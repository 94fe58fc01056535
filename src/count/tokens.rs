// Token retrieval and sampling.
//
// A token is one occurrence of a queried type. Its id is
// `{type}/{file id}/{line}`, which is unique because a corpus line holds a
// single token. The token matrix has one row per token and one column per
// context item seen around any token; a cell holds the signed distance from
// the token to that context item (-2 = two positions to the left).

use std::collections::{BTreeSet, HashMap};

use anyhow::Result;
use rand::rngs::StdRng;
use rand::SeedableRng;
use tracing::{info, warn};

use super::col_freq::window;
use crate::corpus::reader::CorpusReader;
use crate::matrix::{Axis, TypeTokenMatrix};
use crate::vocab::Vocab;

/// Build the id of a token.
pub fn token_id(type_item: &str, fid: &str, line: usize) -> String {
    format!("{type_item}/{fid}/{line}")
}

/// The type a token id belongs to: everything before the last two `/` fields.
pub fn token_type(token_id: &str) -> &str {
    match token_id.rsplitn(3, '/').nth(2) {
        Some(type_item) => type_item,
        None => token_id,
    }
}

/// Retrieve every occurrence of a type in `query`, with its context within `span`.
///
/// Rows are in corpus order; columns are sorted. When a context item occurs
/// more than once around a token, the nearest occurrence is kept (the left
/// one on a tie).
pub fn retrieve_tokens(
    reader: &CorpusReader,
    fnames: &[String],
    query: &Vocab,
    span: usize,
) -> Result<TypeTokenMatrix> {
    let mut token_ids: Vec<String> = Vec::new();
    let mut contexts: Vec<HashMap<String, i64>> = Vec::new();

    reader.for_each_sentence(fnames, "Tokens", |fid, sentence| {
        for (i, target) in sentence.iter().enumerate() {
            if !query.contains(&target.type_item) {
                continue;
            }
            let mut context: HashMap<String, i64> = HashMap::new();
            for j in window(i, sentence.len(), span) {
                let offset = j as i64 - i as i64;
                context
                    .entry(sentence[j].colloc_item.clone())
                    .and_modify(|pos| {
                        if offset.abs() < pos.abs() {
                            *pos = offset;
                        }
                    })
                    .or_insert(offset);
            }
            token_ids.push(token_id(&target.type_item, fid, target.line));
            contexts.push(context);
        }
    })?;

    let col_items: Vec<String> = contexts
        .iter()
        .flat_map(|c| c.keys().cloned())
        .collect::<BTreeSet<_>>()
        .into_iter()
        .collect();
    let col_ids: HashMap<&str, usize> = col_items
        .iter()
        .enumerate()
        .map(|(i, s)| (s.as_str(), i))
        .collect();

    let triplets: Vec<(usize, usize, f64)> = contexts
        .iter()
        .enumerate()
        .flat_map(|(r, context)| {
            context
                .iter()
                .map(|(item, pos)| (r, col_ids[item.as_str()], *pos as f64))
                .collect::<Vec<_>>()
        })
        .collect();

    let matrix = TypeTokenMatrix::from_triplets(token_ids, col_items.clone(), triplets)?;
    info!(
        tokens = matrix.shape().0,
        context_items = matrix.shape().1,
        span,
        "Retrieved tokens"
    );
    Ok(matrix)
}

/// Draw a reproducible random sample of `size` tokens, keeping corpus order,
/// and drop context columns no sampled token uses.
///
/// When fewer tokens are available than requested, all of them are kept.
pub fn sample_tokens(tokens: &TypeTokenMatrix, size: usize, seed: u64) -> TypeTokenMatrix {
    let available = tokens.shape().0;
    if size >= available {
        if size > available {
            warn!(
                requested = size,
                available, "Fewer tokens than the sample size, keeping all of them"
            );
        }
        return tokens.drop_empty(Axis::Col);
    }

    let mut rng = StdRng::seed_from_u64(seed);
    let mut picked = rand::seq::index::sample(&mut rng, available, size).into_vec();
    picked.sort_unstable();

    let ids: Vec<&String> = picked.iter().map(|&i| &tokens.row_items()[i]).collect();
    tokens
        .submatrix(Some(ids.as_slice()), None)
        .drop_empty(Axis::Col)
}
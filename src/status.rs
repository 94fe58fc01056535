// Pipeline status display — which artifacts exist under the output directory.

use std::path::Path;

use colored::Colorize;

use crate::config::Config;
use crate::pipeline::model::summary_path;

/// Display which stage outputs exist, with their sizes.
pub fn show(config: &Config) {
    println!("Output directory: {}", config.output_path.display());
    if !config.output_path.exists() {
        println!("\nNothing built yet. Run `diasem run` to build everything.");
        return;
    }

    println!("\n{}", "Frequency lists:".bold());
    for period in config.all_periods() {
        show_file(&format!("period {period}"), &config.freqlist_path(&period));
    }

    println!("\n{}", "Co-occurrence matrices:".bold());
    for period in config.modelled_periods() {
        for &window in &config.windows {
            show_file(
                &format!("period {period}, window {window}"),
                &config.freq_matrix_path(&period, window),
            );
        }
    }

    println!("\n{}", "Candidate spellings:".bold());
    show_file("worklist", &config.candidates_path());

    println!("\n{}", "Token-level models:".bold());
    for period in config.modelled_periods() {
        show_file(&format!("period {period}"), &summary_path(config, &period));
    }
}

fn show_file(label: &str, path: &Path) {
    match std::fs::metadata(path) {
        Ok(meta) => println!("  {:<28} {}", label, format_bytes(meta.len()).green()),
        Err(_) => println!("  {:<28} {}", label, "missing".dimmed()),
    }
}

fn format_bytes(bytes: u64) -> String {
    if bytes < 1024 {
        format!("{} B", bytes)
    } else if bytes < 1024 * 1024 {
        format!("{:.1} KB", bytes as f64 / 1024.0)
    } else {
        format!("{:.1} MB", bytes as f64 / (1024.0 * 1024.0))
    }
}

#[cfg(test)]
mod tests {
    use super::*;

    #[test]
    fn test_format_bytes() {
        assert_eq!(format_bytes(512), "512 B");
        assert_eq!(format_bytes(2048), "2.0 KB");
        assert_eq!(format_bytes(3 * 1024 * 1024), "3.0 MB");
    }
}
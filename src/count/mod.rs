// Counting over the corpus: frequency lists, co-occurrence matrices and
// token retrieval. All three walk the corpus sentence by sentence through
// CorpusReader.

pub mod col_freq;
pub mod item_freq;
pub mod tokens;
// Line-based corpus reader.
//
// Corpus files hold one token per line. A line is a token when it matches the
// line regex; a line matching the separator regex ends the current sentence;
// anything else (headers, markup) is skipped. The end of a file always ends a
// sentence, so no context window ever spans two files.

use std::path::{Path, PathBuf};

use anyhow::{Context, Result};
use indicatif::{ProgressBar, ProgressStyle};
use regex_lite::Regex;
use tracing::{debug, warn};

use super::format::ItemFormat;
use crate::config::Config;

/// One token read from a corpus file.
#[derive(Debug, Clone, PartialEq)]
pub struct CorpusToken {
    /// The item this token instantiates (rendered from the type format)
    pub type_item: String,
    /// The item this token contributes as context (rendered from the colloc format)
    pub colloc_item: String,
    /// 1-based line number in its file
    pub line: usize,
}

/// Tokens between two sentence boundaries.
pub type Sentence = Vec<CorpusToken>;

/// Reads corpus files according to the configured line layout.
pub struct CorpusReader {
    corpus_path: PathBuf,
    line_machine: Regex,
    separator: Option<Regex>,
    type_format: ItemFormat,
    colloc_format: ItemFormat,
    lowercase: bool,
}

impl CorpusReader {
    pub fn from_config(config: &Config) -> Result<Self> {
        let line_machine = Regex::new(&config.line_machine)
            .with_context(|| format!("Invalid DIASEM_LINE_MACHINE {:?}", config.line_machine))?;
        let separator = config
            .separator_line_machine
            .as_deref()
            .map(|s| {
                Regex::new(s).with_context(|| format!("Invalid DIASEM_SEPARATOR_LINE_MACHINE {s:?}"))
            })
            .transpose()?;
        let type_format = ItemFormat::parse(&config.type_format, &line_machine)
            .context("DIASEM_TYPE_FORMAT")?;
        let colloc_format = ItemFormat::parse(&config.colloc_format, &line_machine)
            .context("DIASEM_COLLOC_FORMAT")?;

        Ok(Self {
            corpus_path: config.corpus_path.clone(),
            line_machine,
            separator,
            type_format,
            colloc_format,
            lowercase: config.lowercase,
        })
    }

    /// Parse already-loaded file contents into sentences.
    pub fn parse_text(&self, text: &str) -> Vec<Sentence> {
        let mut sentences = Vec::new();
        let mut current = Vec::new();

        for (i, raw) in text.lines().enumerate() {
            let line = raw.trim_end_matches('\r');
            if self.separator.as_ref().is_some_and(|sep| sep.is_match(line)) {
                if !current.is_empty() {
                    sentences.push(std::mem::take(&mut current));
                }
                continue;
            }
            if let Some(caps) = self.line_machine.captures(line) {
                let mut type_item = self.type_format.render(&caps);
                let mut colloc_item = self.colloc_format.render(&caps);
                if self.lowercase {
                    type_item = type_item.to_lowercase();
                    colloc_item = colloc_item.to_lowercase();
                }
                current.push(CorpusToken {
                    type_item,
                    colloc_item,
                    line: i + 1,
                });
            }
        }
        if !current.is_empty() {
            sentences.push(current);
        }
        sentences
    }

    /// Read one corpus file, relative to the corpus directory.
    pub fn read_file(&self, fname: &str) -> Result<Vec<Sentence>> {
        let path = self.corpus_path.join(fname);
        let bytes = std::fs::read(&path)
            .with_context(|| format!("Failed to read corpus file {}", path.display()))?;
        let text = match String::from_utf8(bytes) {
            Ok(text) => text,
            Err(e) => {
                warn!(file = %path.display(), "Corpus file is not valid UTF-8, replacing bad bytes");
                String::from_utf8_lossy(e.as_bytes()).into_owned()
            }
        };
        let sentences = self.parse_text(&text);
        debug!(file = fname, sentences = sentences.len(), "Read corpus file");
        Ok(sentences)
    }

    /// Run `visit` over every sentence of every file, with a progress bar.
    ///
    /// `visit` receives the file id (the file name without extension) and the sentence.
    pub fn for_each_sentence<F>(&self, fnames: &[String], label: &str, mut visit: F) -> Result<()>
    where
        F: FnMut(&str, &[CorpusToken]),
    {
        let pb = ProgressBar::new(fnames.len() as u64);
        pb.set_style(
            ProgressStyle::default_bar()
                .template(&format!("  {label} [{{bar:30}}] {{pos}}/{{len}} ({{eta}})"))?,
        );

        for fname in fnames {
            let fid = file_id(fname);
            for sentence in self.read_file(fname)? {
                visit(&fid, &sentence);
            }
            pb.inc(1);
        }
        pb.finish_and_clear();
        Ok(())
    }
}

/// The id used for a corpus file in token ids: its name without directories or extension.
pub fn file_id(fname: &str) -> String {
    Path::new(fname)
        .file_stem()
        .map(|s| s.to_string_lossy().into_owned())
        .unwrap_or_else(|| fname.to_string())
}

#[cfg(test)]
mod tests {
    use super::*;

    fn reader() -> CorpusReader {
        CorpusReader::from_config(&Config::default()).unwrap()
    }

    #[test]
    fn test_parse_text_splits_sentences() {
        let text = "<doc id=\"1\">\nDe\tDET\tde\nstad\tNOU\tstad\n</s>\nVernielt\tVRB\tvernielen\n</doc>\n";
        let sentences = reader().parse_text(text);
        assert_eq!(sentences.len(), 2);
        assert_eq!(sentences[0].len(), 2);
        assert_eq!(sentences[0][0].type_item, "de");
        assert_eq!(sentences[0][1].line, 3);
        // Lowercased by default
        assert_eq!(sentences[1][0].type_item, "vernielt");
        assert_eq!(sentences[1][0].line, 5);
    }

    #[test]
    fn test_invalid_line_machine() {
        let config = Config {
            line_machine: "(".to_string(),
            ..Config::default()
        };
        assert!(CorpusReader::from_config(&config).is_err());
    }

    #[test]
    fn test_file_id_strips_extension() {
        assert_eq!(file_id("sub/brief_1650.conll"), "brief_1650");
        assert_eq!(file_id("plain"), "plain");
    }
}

_To do_: All lines from the listing above that include "based" should be shown.

_Answer section_:
// Line-based corpus reader.
    /// 1-based line number in its file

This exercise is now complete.